Corals provide a good example of how sedentary species achieve dispersion. Corals reproduce by releasing sperm and eggs directly into the water. These release events are coordinated by lunar phase in certain warm months, such that all corals of one or many species on a given reef will release on the same single or several consecutive nights. The released eggs are fertilized, and the resulting zygote develops quickly into a multicellular planula. This motile stage then attempts to find a suitable substratum for settlement. Most are unsuccessful and die or are fed upon by zooplankton and bottom dwelling predators such as anemones and other corals. However, untold millions are produced, and a few do succeed in locating spots of bare limestone, where they settle and transform by growth into a polyp. All things being favorable, the single polyp grows into a coral head by budding off new polyps to form a colony.

Motile animals 

The majority of animals are motile. Motile animals can disperse themselves by their spontaneous and independent locomotive powers. For example, dispersal distances across bird species depend on their flight capabilities. On the other hand, small animals utilize the existing kinetic energies in the environment, resulting in passive movement. Dispersal by water currents is especially associated with the physically small inhabitants of marine waters known as zooplankton. The term plankton comes from the Greek, πλαγκτον, meaning "wanderer" or "drifter".

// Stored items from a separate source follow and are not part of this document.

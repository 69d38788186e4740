use crate::report::RunSummary;

pub fn render_summary_json(data: &RunSummary) -> Result<String, serde_json::Error> {
    let mut out = serde_json::to_string_pretty(data)?;
    out.push('\n');
    Ok(out)
}
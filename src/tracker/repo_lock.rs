//! Process-wide serialization of git commands against the main checkout.
//!
//! Workers, the merge coordinator and the orchestrator all touch the main
//! repository's index and working tree. Every such command goes through one
//! [`RepoMutex`]; multi-step sequences (stash, merge, pop) hold a
//! [`RepoGuard`] for their whole duration.

use std::path::{Path, PathBuf};
use std::time::Duration;

use tokio::sync::{Mutex, MutexGuard};

use super::git::{DEFAULT_GIT_TIMEOUT, GitOutput, StatusEntry, parse_porcelain, run_git};
use crate::errors::GitError;

#[derive(Debug)]
pub struct RepoMutex {
    root: PathBuf,
    lock: Mutex<()>,
    timeout: Duration,
}

impl RepoMutex {
    pub fn new(root: impl Into<PathBuf>) -> Self {
        Self {
            root: root.into(),
            lock: Mutex::new(()),
            timeout: DEFAULT_GIT_TIMEOUT,
        }
    }

    pub fn with_timeout(mut self, timeout: Duration) -> Self {
        self.timeout = timeout;
        self
    }

    pub fn root(&self) -> &Path {
        &self.root
    }

    /// Run one git command in the main checkout under the lock.
    pub async fn run(&self, args: &[&str]) -> Result<GitOutput, GitError> {
        self.run_with(args, None, None).await
    }

    /// Run under the lock with an explicit working directory and timeout.
    pub async fn run_with(
        &self,
        args: &[&str],
        cwd: Option<&Path>,
        timeout: Option<Duration>,
    ) -> Result<GitOutput, GitError> {
        let _guard = self.lock.lock().await;
        run_git(
            args,
            cwd.unwrap_or(&self.root),
            timeout.unwrap_or(self.timeout),
        )
        .await
    }

    /// Hold the lock across several commands.
    pub async fn lock(&self) -> RepoGuard<'_> {
        RepoGuard {
            _guard: self.lock.lock().await,
            root: &self.root,
            timeout: self.timeout,
        }
    }
}

/// Exclusive access to the main checkout until dropped.
pub struct RepoGuard<'a> {
    _guard: MutexGuard<'a, ()>,
    root: &'a Path,
    timeout: Duration,
}

impl RepoGuard<'_> {
    pub fn root(&self) -> &Path {
        self.root
    }

    pub async fn run(&self, args: &[&str]) -> Result<GitOutput, GitError> {
        run_git(args, self.root, self.timeout).await
    }

    pub async fn run_checked(&self, args: &[&str]) -> Result<GitOutput, GitError> {
        self.run(args).await?.check(args)
    }

    /// Uncommitted entries in the main checkout, listing untracked files individually.
    pub async fn status(&self) -> Result<Vec<StatusEntry>, GitError> {
        let args = ["status", "--porcelain", "--untracked-files=all"];
        let output = self.run_checked(&args).await?;
        Ok(parse_porcelain(&output.stdout))
    }
}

Dispersal by dormant stages
Many animal species, especially freshwater invertebrates, are able to disperse by wind or by transfer with an aid of larger animals (birds, mammals or fishes) as dormant eggs, dormant embryos or, in some cases, dormant adult stages. Tardigrades, some rotifers and some copepods are able to withstand desiccation as adult dormant stages. Many other taxa (Cladocera, Bryozoa, Hydra, Copepoda and so on) can disperse as dormant eggs or embryos. Freshwater sponges usually have special dormant propagules called gemmulae for such a dispersal. Many kinds of dispersal dormant stages are able to withstand not only desiccation and low and high temperature, but also action of digestive enzymes during their transfer through digestive tracts of birds and other animals, high concentration of salts and many kinds of toxicants. Such dormant-resistant stages made possible the long-distance dispersal from one water body to another and broad distribution ranges of many freshwater animals.

Quantifying dispersal 

Dispersal is most commonly quantified either in terms of rate or distance.

Dispersal rate (also called migration rate in the population genetics literature) or probability describes the probability that any individual leaves an area or, equivalently, the expected proportion of individual to leave an area.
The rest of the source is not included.